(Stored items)
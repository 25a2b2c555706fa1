//! `PairCreated` log subscription
//!
//! Keeps an `eth_subscribe("logs")` subscription open against the factory and
//! forwards every decoded event on a bounded channel. A dropped socket or
//! ended subscription is retried with exponential backoff until shutdown.

use std::time::Duration;

use backoff::backoff::Backoff;
use backoff::ExponentialBackoff;
use ethers::abi::RawLog;
use ethers::contract::EthEvent;
use ethers::prelude::*;
use futures::StreamExt;
use tokio::sync::mpsc;
use tokio_util::sync::CancellationToken;
use tracing::{debug, error, info, warn};

use crate::chain::PairCreatedFilter;
use crate::config::mask_url;
use crate::error::{Error, Result};

/// A decoded pair-creation event
#[derive(Debug, Clone, Copy, PartialEq, Eq)]
pub struct PairCreated {
    pub token0: Address,
    pub token1: Address,
    pub pair: Address,
    pub block_number: Option<u64>,
}

/// Decode a raw factory log
pub fn decode_pair_created(log: Log) -> Result<PairCreated> {
    let block_number = log.block_number.map(|b| b.as_u64());
    let event = <PairCreatedFilter as EthEvent>::decode_log(&RawLog::from(log))
        .map_err(|e| Error::Deserialization(format!("PairCreated log: {}", e)))?;

    Ok(PairCreated {
        token0: event.token0,
        token1: event.token1,
        pair: event.pair,
        block_number,
    })
}

/// Log filter matching `PairCreated` on `factory`
pub fn pair_created_filter(factory: Address) -> Filter {
    Filter::new()
        .address(factory)
        .event(&PairCreatedFilter::abi_signature())
}

#[derive(Debug, Clone)]
pub struct ListenerConfig {
    /// Primary endpoint first; each failed connection moves to the next
    pub ws_endpoints: Vec<String>,
    pub factory: Address,
    pub initial_reconnect_delay: Duration,
    pub max_reconnect_delay: Duration,
}

pub struct PairCreatedListener {
    config: ListenerConfig,
    event_tx: mpsc::Sender<PairCreated>,
}

enum StreamEnd {
    /// Shutdown requested or nobody is listening any more
    Stop,
    /// Subscription ended; reconnect
    Dropped { received: u64 },
}

impl PairCreatedListener {
    pub fn new(config: ListenerConfig, event_tx: mpsc::Sender<PairCreated>) -> Self {
        Self { config, event_tx }
    }

    fn endpoint(&self, attempt: usize) -> Option<&str> {
        let endpoints = &self.config.ws_endpoints;
        if endpoints.is_empty() {
            return None;
        }
        Some(endpoints[attempt % endpoints.len()].as_str())
    }

    /// Subscribe and forward events until `shutdown` fires or the receiver is dropped
    pub async fn run(self, shutdown: CancellationToken) {
        info!("Starting PairCreated listener on factory {:?}", self.config.factory);

        let mut backoff = ExponentialBackoff {
            initial_interval: self.config.initial_reconnect_delay,
            max_interval: self.config.max_reconnect_delay,
            max_elapsed_time: None,
            ..ExponentialBackoff::default()
        };
        backoff.reset();

        let mut attempt = 0usize;
        loop {
            let Some(endpoint) = self.endpoint(attempt) else {
                error!("No websocket endpoint configured, listener not started");
                break;
            };

            match self.connect_and_stream(endpoint, &shutdown).await {
                Ok(StreamEnd::Stop) => break,
                Ok(StreamEnd::Dropped { received }) => {
                    warn!(received, "PairCreated subscription ended");
                    if received > 0 {
                        backoff.reset();
                    }
                }
                Err(e) => {
                    error!(endpoint = %mask_url(endpoint), "PairCreated subscription error: {}", e);
                    attempt = attempt.wrapping_add(1);
                }
            }

            let delay = backoff.next_backoff().unwrap_or(self.config.max_reconnect_delay);
            warn!("Reconnecting in {:?}...", delay);

            tokio::select! {
                _ = tokio::time::sleep(delay) => {}
                _ = shutdown.cancelled() => break,
            }
        }

        info!("PairCreated listener stopped");
    }

    async fn connect_and_stream(&self, endpoint: &str, shutdown: &CancellationToken) -> Result<StreamEnd> {
        info!("Connecting to {}", mask_url(endpoint));

        let provider = Provider::<Ws>::connect(endpoint)
            .await
            .map_err(|e| Error::RpcConnection(e.to_string()))?;

        let filter = pair_created_filter(self.config.factory);
        let mut stream = provider
            .subscribe_logs(&filter)
            .await
            .map_err(|e| Error::RpcConnection(format!("eth_subscribe failed: {}", e)))?;

        info!("Subscribed to PairCreated logs");

        let mut received = 0u64;
        loop {
            tokio::select! {
                _ = shutdown.cancelled() => return Ok(StreamEnd::Stop),
                log = stream.next() => {
                    let Some(log) = log else {
                        return Ok(StreamEnd::Dropped { received });
                    };
                    received += 1;

                    if log.removed == Some(true) {
                        debug!(tx = ?log.transaction_hash, "Ignoring removed log");
                        continue;
                    }

                    let event = match decode_pair_created(log) {
                        Ok(event) => event,
                        Err(e) => {
                            warn!("Skipping undecodable log: {}", e);
                            continue;
                        }
                    };

                    debug!(pair = ?event.pair, token0 = ?event.token0, token1 = ?event.token1, "PairCreated");

                    if self.event_tx.send(event).await.is_err() {
                        info!("Event receiver dropped, stopping listener");
                        return Ok(StreamEnd::Stop);
                    }
                }
            }
        }
    }
}
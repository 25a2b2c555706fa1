//! Position ledger and revaluation

pub mod ledger;
pub mod revaluation;

pub use ledger::{Ledger, LedgerSummary, Position, PositionStatus};
pub use revaluation::{apply_price, CycleStats, Revaluator};
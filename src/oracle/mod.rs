//! Off-chain price, verification and search lookups

pub mod http;

use async_trait::async_trait;
use ethers::types::Address;

use crate::error::Result;

pub use http::HttpOracle;

/// Source verification status reported by the block explorer
#[derive(Debug, Clone, Default, PartialEq, Eq)]
pub struct Verification {
    pub verified: bool,
    pub contract_name: Option<String>,
}

/// One web search result
#[derive(Debug, Clone, PartialEq, Eq)]
pub struct SearchHit {
    pub title: String,
    pub snippet: String,
}

/// Price and metadata lookups
#[async_trait]
pub trait Oracle: Send + Sync {
    /// Fiat (USD) price of one token unit; `None` when the token is unlisted
    async fn price(&self, token: Address) -> Result<Option<f64>>;

    async fn verification(&self, token: Address) -> Result<Verification>;

    async fn sentiment(&self, query: &str) -> Result<Vec<SearchHit>>;
}
//! Error types for the pair sniper

use thiserror::Error;

/// Result type alias using our custom Error
pub type Result<T> = std::result::Result<T, Error>;

/// Main error type for the sniper bot
#[derive(Error, Debug)]
pub enum Error {
    // Configuration errors
    #[error("Configuration error: {0}")]
    Config(String),

    #[error("Missing environment variable: {0}")]
    MissingEnvVar(String),

    #[error("Invalid private key: {0}")]
    InvalidKey(String),

    #[error("Invalid address: {0}")]
    InvalidAddress(String),

    // Chain / RPC errors
    #[error("RPC error: {0}")]
    Rpc(String),

    #[error("RPC connection failed: {0}")]
    RpcConnection(String),

    #[error("Contract call failed: {0}")]
    ContractCall(String),

    // Trading errors
    #[error("Transaction send failed: {0}")]
    TransactionSend(String),

    #[error("Transaction reverted: {0}")]
    TransactionReverted(String),

    #[error("Transaction submission not acknowledged after {0}s")]
    SubmissionTimeout(u64),

    #[error("Transaction not confirmed after {0}s")]
    ConfirmationTimeout(u64),

    // External API errors
    #[error("Oracle request failed: {0}")]
    Oracle(String),

    #[error("Notification delivery failed: {0}")]
    Notification(String),

    // Ledger errors
    #[error("Ledger I/O failed: {0}")]
    LedgerIo(String),

    #[error("Ledger is corrupt: {0}")]
    LedgerCorrupt(String),

    // Serialization errors
    #[error("Serialization error: {0}")]
    Serialization(String),

    #[error("Deserialization error: {0}")]
    Deserialization(String),

    // I/O errors
    #[error("I/O error: {0}")]
    Io(String),

    // Generic errors
    #[error("Internal error: {0}")]
    Internal(String),

    #[error(transparent)]
    Anyhow(#[from] anyhow::Error),
}

impl Error {
    /// Check if this error is retryable (transient)
    pub fn is_retryable(&self) -> bool {
        matches!(
            self,
            Error::Rpc(_)
                | Error::RpcConnection(_)
                | Error::Oracle(_)
                | Error::Notification(_)
        )
    }

    /// Check if this error happened after a transaction may have been broadcast
    pub fn is_post_broadcast(&self) -> bool {
        matches!(
            self,
            Error::TransactionReverted(_)
                | Error::SubmissionTimeout(_)
                | Error::ConfirmationTimeout(_)
        )
    }
}

// Conversion from serde_json errors
impl From<serde_json::Error> for Error {
    fn from(e: serde_json::Error) -> Self {
        Error::Serialization(e.to_string())
    }
}

// Conversion from I/O errors
impl From<std::io::Error> for Error {
    fn from(e: std::io::Error) -> Self {
        Error::Io(e.to_string())
    }
}

// Conversion from HTTP client errors
impl From<reqwest::Error> for Error {
    fn from(e: reqwest::Error) -> Self {
        Error::Oracle(e.to_string())
    }
}

// Conversion from ethers provider errors
impl From<ethers::providers::ProviderError> for Error {
    fn from(e: ethers::providers::ProviderError) -> Self {
        Error::Rpc(e.to_string())
    }
}

#[cfg(test)]
mod tests {
    use super::*;

    #[test]
    fn test_retryable_classification() {
        assert!(Error::Rpc("timeout".into()).is_retryable());
        assert!(Error::Oracle("429".into()).is_retryable());
        assert!(!Error::TransactionReverted("0xabc".into()).is_retryable());
        assert!(!Error::LedgerCorrupt("bad json".into()).is_retryable());
    }

    #[test]
    fn test_post_broadcast_classification() {
        assert!(Error::ConfirmationTimeout(300).is_post_broadcast());
        assert!(Error::SubmissionTimeout(30).is_post_broadcast());
        assert!(!Error::TransactionSend("nonce too low".into()).is_post_broadcast());
    }
}
//! Command-line interface

pub mod commands;
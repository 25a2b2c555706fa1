//! Event dispatcher
//!
//! Turns `PairCreated` events into candidate tokens and runs each one
//! through validation, the duplicate guard and the trade executor on its own
//! task. The dispatcher never waits on per-event work before taking the next
//! event.

use std::sync::Arc;

use ethers::types::Address;
use tokio::sync::mpsc;
use tokio::task::JoinSet;
use tokio_util::sync::CancellationToken;
use tracing::{debug, error, info, warn};

use crate::config::{RuntimeSettings, TradingSettings};
use crate::error::{Error, Result};
use crate::filter::{CandidateToken, GateFailure, LegitimacyValidator};
use crate::stream::PairCreated;
use crate::trading::{TradeExecutor, TradeGuard, TradeResult};

/// The candidate in a pair, i.e. whichever side is not the base asset
pub fn candidate_from_event(event: &PairCreated, base_asset: Address) -> Option<CandidateToken> {
    let token = if event.token0 == base_asset {
        event.token1
    } else if event.token1 == base_asset {
        event.token0
    } else {
        return None;
    };

    if token == base_asset {
        return None;
    }

    Some(CandidateToken {
        token,
        pair: event.pair,
    })
}

/// What happened to one candidate
#[derive(Debug, Clone, PartialEq)]
pub enum Outcome {
    Rejected(GateFailure),
    /// Another task already claimed this token
    Duplicate,
    Traded(TradeResult),
    TradeFailed(TradeResult),
}

pub struct Sniper {
    settings: Arc<RuntimeSettings>,
    base_asset: Address,
    validator: Arc<LegitimacyValidator>,
    guard: Arc<TradeGuard>,
    executor: Arc<TradeExecutor>,
}

impl Sniper {
    pub fn new(
        settings: Arc<RuntimeSettings>,
        base_asset: Address,
        validator: Arc<LegitimacyValidator>,
        guard: Arc<TradeGuard>,
        executor: Arc<TradeExecutor>,
    ) -> Self {
        Self {
            settings,
            base_asset,
            validator,
            guard,
            executor,
        }
    }

    /// Decide whether an event produces work. Returns the candidate and the
    /// settings snapshot it must be processed with.
    pub fn accept(&self, event: &PairCreated) -> Option<(CandidateToken, TradingSettings)> {
        let snapshot = self.settings.snapshot();
        if !snapshot.running {
            info!(pair = ?event.pair, "Bot stopped, ignoring new pair");
            return None;
        }

        match candidate_from_event(event, self.base_asset) {
            Some(candidate) => Some((candidate, snapshot.trading)),
            None => {
                debug!(pair = ?event.pair, "Pair does not contain the base asset");
                None
            }
        }
    }

    /// Validate, claim and trade one candidate
    pub async fn process(&self, candidate: CandidateToken, settings: TradingSettings) -> Outcome {
        info!(token = ?candidate.token, pair = ?candidate.pair, "Evaluating new token");

        let report = self.validator.validate(&candidate, &settings).await;
        if let Some(failure) = report.failed {
            return Outcome::Rejected(failure);
        }

        if !self.guard.try_claim(candidate.token) {
            info!(token = ?candidate.token, "Trade already in flight or recent, skipping");
            return Outcome::Duplicate;
        }

        let result = self.executor.execute_trade(candidate.token, &settings).await;
        if result.success {
            return Outcome::Traded(result);
        }

        // A broadcast swap may still be mined; keep the claim for the window
        if result.broadcast {
            warn!(
                token = ?candidate.token,
                tx_hash = ?result.tx_hash,
                "Trade outcome unknown, keeping token claimed"
            );
        } else {
            self.guard.release(candidate.token);
        }
        Outcome::TradeFailed(result)
    }

    /// Dispatch events until shutdown or until the listener hangs up.
    ///
    /// A panic inside an event task is returned as an error.
    pub async fn run(
        self: Arc<Self>,
        mut events: mpsc::Receiver<PairCreated>,
        shutdown: CancellationToken,
    ) -> Result<()> {
        let mut tasks = JoinSet::new();

        loop {
            tokio::select! {
                event = events.recv() => {
                    let Some(event) = event else {
                        info!("Event channel closed");
                        break;
                    };
                    self.guard.prune();
                    if let Some((candidate, settings)) = self.accept(&event) {
                        let sniper = self.clone();
                        tasks.spawn(async move { sniper.process(candidate, settings).await });
                    }
                }
                Some(joined) = tasks.join_next(), if !tasks.is_empty() => {
                    reap(joined)?;
                }
                _ = shutdown.cancelled() => {
                    info!(claimed = self.guard.len(), "Dispatcher shutting down");
                    break;
                }
            }
        }

        if !tasks.is_empty() {
            info!("Waiting for {} in-flight evaluations", tasks.len());
        }
        while let Some(joined) = tasks.join_next().await {
            reap(joined)?;
        }

        Ok(())
    }
}

fn reap(joined: std::result::Result<Outcome, tokio::task::JoinError>) -> Result<()> {
    match joined {
        Ok(Outcome::Traded(result)) => {
            debug!(tx_hash = ?result.tx_hash, "Event task finished with a trade");
            Ok(())
        }
        Ok(Outcome::TradeFailed(result)) => {
            warn!(error = ?result.error, "Event task finished with a failed trade");
            Ok(())
        }
        Ok(_) => Ok(()),
        Err(e) if e.is_panic() => {
            error!("Event task panicked: {}", e);
            Err(Error::Internal(format!("event task panicked: {}", e)))
        }
        Err(e) => {
            warn!("Event task cancelled: {}", e);
            Ok(())
        }
    }
}
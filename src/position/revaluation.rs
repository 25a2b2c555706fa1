//! Periodic revaluation of open positions with stop-loss closing

use std::collections::HashMap;
use std::sync::Arc;
use std::time::Duration;

use ethers::types::Address;
use futures::future::join_all;
use tokio::time::{interval_at, Instant, MissedTickBehavior};
use tokio_util::sync::CancellationToken;
use tracing::{debug, error, info, warn};

use super::ledger::{Ledger, Position, PositionStatus};
use crate::config::RuntimeSettings;
use crate::error::Result;
use crate::oracle::Oracle;

/// Counters for one revaluation cycle
#[derive(Debug, Clone, Copy, Default, PartialEq, Eq)]
pub struct CycleStats {
    pub open: usize,
    pub revalued: usize,
    pub closed: usize,
}

/// Apply a fresh `price` to an open position.
///
/// Returns true when this call closed the position. Closed positions are
/// left untouched.
pub fn apply_price(position: &mut Position, price: f64, stop_loss_fraction: f64) -> bool {
    if !position.is_open() {
        return false;
    }

    let current = price * position.amount_invested;
    let pnl = current - position.value_at_trade;
    position.current_value = Some(current);
    position.profit_loss = Some(pnl);

    if pnl < -stop_loss_fraction * position.value_at_trade {
        position.status = PositionStatus::Closed;
        true
    } else {
        false
    }
}

pub struct Revaluator {
    ledger: Arc<Ledger>,
    oracle: Arc<dyn Oracle>,
    settings: Arc<RuntimeSettings>,
    interval: Duration,
}

impl Revaluator {
    pub fn new(
        ledger: Arc<Ledger>,
        oracle: Arc<dyn Oracle>,
        settings: Arc<RuntimeSettings>,
        interval: Duration,
    ) -> Self {
        Self {
            ledger,
            oracle,
            settings,
            interval,
        }
    }

    /// Run cycles every `interval` until `shutdown` fires
    pub async fn run(self, shutdown: CancellationToken) {
        info!("Starting revaluation loop every {}s", self.interval.as_secs());

        let mut ticker = interval_at(Instant::now() + self.interval, self.interval);
        ticker.set_missed_tick_behavior(MissedTickBehavior::Skip);

        loop {
            tokio::select! {
                _ = ticker.tick() => {
                    match self.run_cycle().await {
                        Ok(stats) if stats.open > 0 => info!(
                            open = stats.open,
                            revalued = stats.revalued,
                            closed = stats.closed,
                            "Revaluation cycle complete"
                        ),
                        Ok(_) => debug!("No open positions to revalue"),
                        Err(e) => error!("Revaluation cycle failed: {}", e),
                    }
                }
                _ = shutdown.cancelled() => {
                    info!("Revaluation loop stopped");
                    break;
                }
            }
        }
    }

    /// One revaluation pass.
    ///
    /// Prices are fetched outside the ledger lock; the ledger is re-read
    /// inside it so positions appended meanwhile are preserved.
    pub async fn run_cycle(&self) -> Result<CycleStats> {
        let open = self.ledger.open_positions().await?;
        if open.is_empty() {
            return Ok(CycleStats::default());
        }

        let mut tokens: Vec<Address> = open.iter().map(|p| p.token_address).collect();
        tokens.sort();
        tokens.dedup();

        let lookups = tokens.iter().map(|token| {
            let oracle = self.oracle.clone();
            let token = *token;
            async move { (token, oracle.price(token).await) }
        });

        let mut prices = HashMap::with_capacity(tokens.len());
        for (token, result) in join_all(lookups).await {
            match result {
                Ok(Some(price)) if price.is_finite() => {
                    prices.insert(token, price);
                }
                Ok(_) => warn!(token = ?token, "No price available, position left unchanged"),
                Err(e) => warn!(token = ?token, error = %e, "Price lookup failed, position left unchanged"),
            }
        }

        let mut stats = CycleStats {
            open: open.len(),
            ..CycleStats::default()
        };
        if prices.is_empty() {
            return Ok(stats);
        }

        let stop_loss = self.settings.trading().stop_loss_fraction;
        let closed = self
            .ledger
            .update(|positions| {
                let mut closed = Vec::new();
                for position in positions.iter_mut().filter(|p| p.is_open()) {
                    let Some(price) = prices.get(&position.token_address) else {
                        continue;
                    };
                    stats.revalued += 1;
                    if apply_price(position, *price, stop_loss) {
                        closed.push(position.clone());
                    }
                }
                closed
            })
            .await?;

        for position in &closed {
            warn!(
                token = ?position.token_address,
                value_at_trade = position.value_at_trade,
                current_value = position.current_value.unwrap_or_default(),
                "Stop-loss hit, position closed"
            );
        }
        stats.closed = closed.len();

        Ok(stats)
    }
}
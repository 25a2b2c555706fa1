//! Pair Sniper - buys freshly listed Uniswap pairs that pass a legitimacy screen
//!
//! # WARNING
//! - This bot trades with real money. Only use funds you can afford to lose.
//! - Swaps are sent with zero minimum output; there is no slippage protection.
//! - Most freshly listed tokens go to zero (rug pulls, abandonment).
//! - Passing every gate does not make a token safe.

use anyhow::Result;
use clap::{Parser, Subcommand};
use tracing::{error, info, warn};

use pair_sniper::chain;
use pair_sniper::cli::commands;
use pair_sniper::config::Config;

/// Pair Sniper - new-pair sniper with honeypot simulation
#[derive(Parser)]
#[command(name = "pair-sniper")]
#[command(author, version, about, long_about = None)]
struct Cli {
    /// Path to config file
    #[arg(short, long, default_value = "config.toml")]
    config: String,

    /// Emit logs as JSON lines
    #[arg(long, global = true)]
    json_logs: bool,

    #[command(subcommand)]
    command: Commands,
}

#[derive(Subcommand)]
enum Commands {
    /// Start the sniper bot
    Start {
        /// Run in dry-run mode (validate but never submit a swap)
        #[arg(long)]
        dry_run: bool,
    },

    /// Show ledger summary and recent positions
    Status,

    /// Show current configuration (secrets masked)
    Config,
}

#[tokio::main]
async fn main() -> Result<()> {
    // Load environment variables from .env file
    dotenvy::dotenv().ok();

    // Parse CLI arguments
    let cli = Cli::parse();

    init_tracing(cli.json_logs);

    // Load configuration
    let config = match Config::load(&cli.config) {
        Ok(cfg) => cfg,
        Err(e) => {
            error!("Failed to load configuration: {:#}", e);
            std::process::exit(1);
        }
    };

    // Execute command
    let result = match cli.command {
        Commands::Start { dry_run } => match startup_checks(&config, dry_run) {
            Ok(()) => commands::start(&config, dry_run).await,
            Err(e) => Err(e),
        },
        Commands::Status => commands::status(&config).await,
        Commands::Config => commands::show_config(&config),
    };

    if let Err(e) = result {
        error!("Command failed: {:#}", e);
        std::process::exit(1);
    }

    Ok(())
}

fn init_tracing(json: bool) {
    let filter = tracing_subscriber::EnvFilter::try_from_default_env()
        .unwrap_or_else(|_| tracing_subscriber::EnvFilter::new("pair_sniper=info"));

    let builder = tracing_subscriber::fmt()
        .with_env_filter(filter)
        .with_target(true)
        .with_thread_ids(true)
        .with_file(true)
        .with_line_number(true);

    if json {
        builder.json().init();
    } else {
        builder.init();
    }
}

/// Perform startup safety checks
fn startup_checks(config: &Config, dry_run: bool) -> Result<()> {
    info!("Performing startup checks...");

    let wallet = chain::load_wallet(config.rpc.chain_id)?;
    info!("Wallet key OK ({:?})", ethers::signers::Signer::address(&wallet));

    if config.oracle.etherscan_api_key.is_empty() {
        warn!("ETHERSCAN_API_KEY not set - every token will fail the source_verified gate");
    }
    if config.oracle.google_api_key.is_empty() || config.oracle.google_cx.is_empty() {
        warn!("GOOGLE_API_KEY / GOOGLE_CX not set - every token will fail the sentiment gate");
    }

    if !dry_run {
        warn!(
            "LIVE trading: {} ETH per trade, amountOutMinimum = 0 (no slippage protection)",
            config.trading.trade_amount_eth
        );
    }

    info!("Startup checks passed");
    Ok(())
}
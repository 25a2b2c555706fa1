//! Duplicate-trade guard
//!
//! PairCreated delivery is at-least-once, and one token can appear in more
//! than one pair. A token is claimed before it is traded; a second claim
//! inside the window is refused.

use std::time::{Duration, Instant};

use dashmap::mapref::entry::Entry;
use dashmap::DashMap;
use ethers::types::Address;
use tracing::debug;

pub struct TradeGuard {
    claims: DashMap<Address, Instant>,
    window: Duration,
}

impl TradeGuard {
    pub fn new(window: Duration) -> Self {
        Self {
            claims: DashMap::new(),
            window,
        }
    }

    /// Claim `token` for trading. Returns false if it was claimed within the window.
    pub fn try_claim(&self, token: Address) -> bool {
        let now = Instant::now();
        match self.claims.entry(token) {
            Entry::Occupied(mut entry) => {
                if now.duration_since(*entry.get()) < self.window {
                    debug!(token = ?token, "Token already claimed");
                    false
                } else {
                    entry.insert(now);
                    true
                }
            }
            Entry::Vacant(entry) => {
                entry.insert(now);
                true
            }
        }
    }

    /// Drop the claim on `token` so a later event may retry it
    pub fn release(&self, token: Address) {
        self.claims.remove(&token);
    }

    /// Forget claims older than the window
    pub fn prune(&self) {
        let window = self.window;
        self.claims.retain(|_, claimed| claimed.elapsed() < window);
    }

    pub fn len(&self) -> usize {
        self.claims.len()
    }

    pub fn is_empty(&self) -> bool {
        self.claims.is_empty()
    }
}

### What the task asks:
For the word "Conversion", find every line in the data that holds it and copy that line.

### Exercise output:
// Conversion from serde_json errors
// Conversion from I/O errors
// Conversion from HTTP client errors
// Conversion from ethers provider errors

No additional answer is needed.